◆ Work instruction ◆
Can you return the records below exactly as they stand, but only from the first line through the one with "path per line."?

☆ ☆ ☆ ☆ ☆ ☆ ☆

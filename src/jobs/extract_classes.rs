//! Subset an existing YOLO image/label set by class index.

use std::fs;
use std::path::{Path, PathBuf};

use crate::error::OidError;
use crate::export::parse_label_line_prefix;
use crate::logging::LogSink;

/// Options for [`extract_classes`].
#[derive(Clone, Debug)]
pub struct ExtractOptions {
    /// Text file with one image path per line.
    pub images_list: PathBuf,
    /// Receives `images/` and `labels/` subdirectories.
    pub output_dir: PathBuf,
    /// Class indices to keep. A kept row is re-indexed to its position in
    /// this list.
    pub class_nos: Vec<usize>,
}

#[derive(Clone, Debug, Default, PartialEq, Eq)]
pub struct ExtractSummary {
    pub images_scanned: usize,
    pub images_copied: usize,
    pub labels_kept: usize,
    pub missing_labels: usize,
}

/// The label file that belongs to `image_path`: the `/images/` path
/// segment becomes `/labels/` and the extension becomes `.txt`.
pub fn label_path_for_image(image_path: &Path) -> PathBuf {
    let swapped = PathBuf::from(
        image_path
            .to_string_lossy()
            .replace("/images/", "/labels/"),
    );
    swapped.with_extension("txt")
}

/// Copies every listed image that has at least one label of a selected
/// class, together with its filtered, re-indexed label file.
pub fn extract_classes(opts: &ExtractOptions, log: &LogSink) -> Result<ExtractSummary, OidError> {
    let images_dir = opts.output_dir.join("images");
    let labels_dir = opts.output_dir.join("labels");
    fs::create_dir_all(&images_dir).map_err(OidError::Io)?;
    fs::create_dir_all(&labels_dir).map_err(OidError::Io)?;

    log.info(format_args!(
        "Extract classes {:?} from {}",
        opts.class_nos,
        opts.images_list.display()
    ));

    let list = fs::read_to_string(&opts.images_list).map_err(OidError::Io)?;
    let mut summary = ExtractSummary::default();

    for raw in list.lines() {
        let entry = raw.trim_end_matches('\r');
        if entry.trim().is_empty() {
            continue;
        }
        summary.images_scanned += 1;

        let image_path = Path::new(entry);
        let label_path = label_path_for_image(image_path);
        let content = match fs::read_to_string(&label_path) {
            Ok(content) => content,
            Err(err) if err.kind() == std::io::ErrorKind::NotFound => {
                let skip = OidError::MissingData(format!(
                    "no label file {} for {}",
                    label_path.display(),
                    image_path.display()
                ));
                log.warn(format_args!("{skip}"));
                summary.missing_labels += 1;
                continue;
            }
            Err(err) => return Err(OidError::Io(err)),
        };

        let mut kept = String::new();
        let mut kept_count = 0;
        for (idx, line) in content.lines().enumerate() {
            let Some(row) = parse_label_line_prefix(line, &label_path, idx + 1)? else {
                continue;
            };
            if let Some(new_id) = opts.class_nos.iter().position(|&c| c == row.class_id) {
                kept.push_str(&format!(
                    "{} {} {} {} {}\n",
                    new_id, row.cx, row.cy, row.w, row.h
                ));
                kept_count += 1;
            }
        }

        if kept_count == 0 {
            continue;
        }

        let Some(image_name) = image_path.file_name() else {
            continue;
        };
        let Some(label_name) = label_path.file_name() else {
            continue;
        };
        log.info(format_args!("Found labels on {}", image_name.to_string_lossy()));

        let image_dst = images_dir.join(image_name);
        let label_dst = labels_dir.join(label_name);

        log.info(format_args!(
            "Copy image {} -> {}",
            image_path.display(),
            image_dst.display()
        ));
        fs::copy(image_path, &image_dst).map_err(OidError::Io)?;

        log.info(format_args!("Write labels -> {}", label_dst.display()));
        fs::write(&label_dst, kept).map_err(OidError::Io)?;

        summary.images_copied += 1;
        summary.labels_kept += kept_count;
    }

    Ok(summary)
}
//! Axis-aligned boxes in min/max form.

use std::fmt;
use std::marker::PhantomData;

use super::{Normalized, Pixel, Space};

/// An axis-aligned bounding box stored as min/max corners.
///
/// The constructor does not enforce min <= max; the dataset may contain
/// malformed rows and the store reports them as they are.
#[derive(Clone, Copy, PartialEq)]
pub struct BBoxXYXY<TSpace> {
    pub x_min: f64,
    pub x_max: f64,
    pub y_min: f64,
    pub y_max: f64,
    _space: PhantomData<TSpace>,
}

impl<TSpace> BBoxXYXY<TSpace> {
    /// Creates a box from its corners, in the dataset's column order
    /// (x_min, x_max, y_min, y_max).
    #[inline]
    pub fn from_min_max(x_min: f64, x_max: f64, y_min: f64, y_max: f64) -> Self {
        Self {
            x_min,
            x_max,
            y_min,
            y_max,
            _space: PhantomData,
        }
    }

    /// Creates a box from its center and size.
    #[inline]
    pub fn from_cxcywh(cx: f64, cy: f64, width: f64, height: f64) -> Self {
        Self::from_min_max(
            cx - width / 2.0,
            cx + width / 2.0,
            cy - height / 2.0,
            cy + height / 2.0,
        )
    }

    /// Returns (center x, center y, width, height).
    ///
    /// The center is computed as `min + (max - min) / 2`, the same
    /// expression the label query evaluates inside the store.
    #[inline]
    pub fn to_cxcywh(&self) -> (f64, f64, f64, f64) {
        (
            self.x_min + self.width() / 2.0,
            self.y_min + self.height() / 2.0,
            self.width(),
            self.height(),
        )
    }

    #[inline]
    pub fn width(&self) -> f64 {
        self.x_max - self.x_min
    }

    #[inline]
    pub fn height(&self) -> f64 {
        self.y_max - self.y_min
    }

    /// Returns true if min <= max on both axes.
    #[inline]
    pub fn is_ordered(&self) -> bool {
        self.x_min <= self.x_max && self.y_min <= self.y_max
    }
}

impl<TSpace: Space> fmt::Debug for BBoxXYXY<TSpace> {
    fn fmt(&self, f: &mut fmt::Formatter<'_>) -> fmt::Result {
        write!(
            f,
            "BBoxXYXY<{}>[{}..{}, {}..{}]",
            TSpace::NAME,
            self.x_min,
            self.x_max,
            self.y_min,
            self.y_max
        )
    }
}

impl BBoxXYXY<Normalized> {
    /// Scales to pixel coordinates for an image of the given size.
    pub fn to_pixel(&self, image_width: f64, image_height: f64) -> BBoxXYXY<Pixel> {
        BBoxXYXY::from_min_max(
            self.x_min * image_width,
            self.x_max * image_width,
            self.y_min * image_height,
            self.y_max * image_height,
        )
    }
}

☆ ☆ ☆ ☆ ☆ ☆ ☆

◆ Expected output ◆
filename src/jobs/extract_classes.rs
//! Subset an existing YOLO image/label set by class index.

use std::fs;
use std::path::{Path, PathBuf};

use crate::error::OidError;
use crate::export::parse_label_line_prefix;
use crate::logging::LogSink;

/// Options for [`extract_classes`].
#[derive(Clone, Debug)]
pub struct ExtractOptions {
    /// Text file with one image path per line.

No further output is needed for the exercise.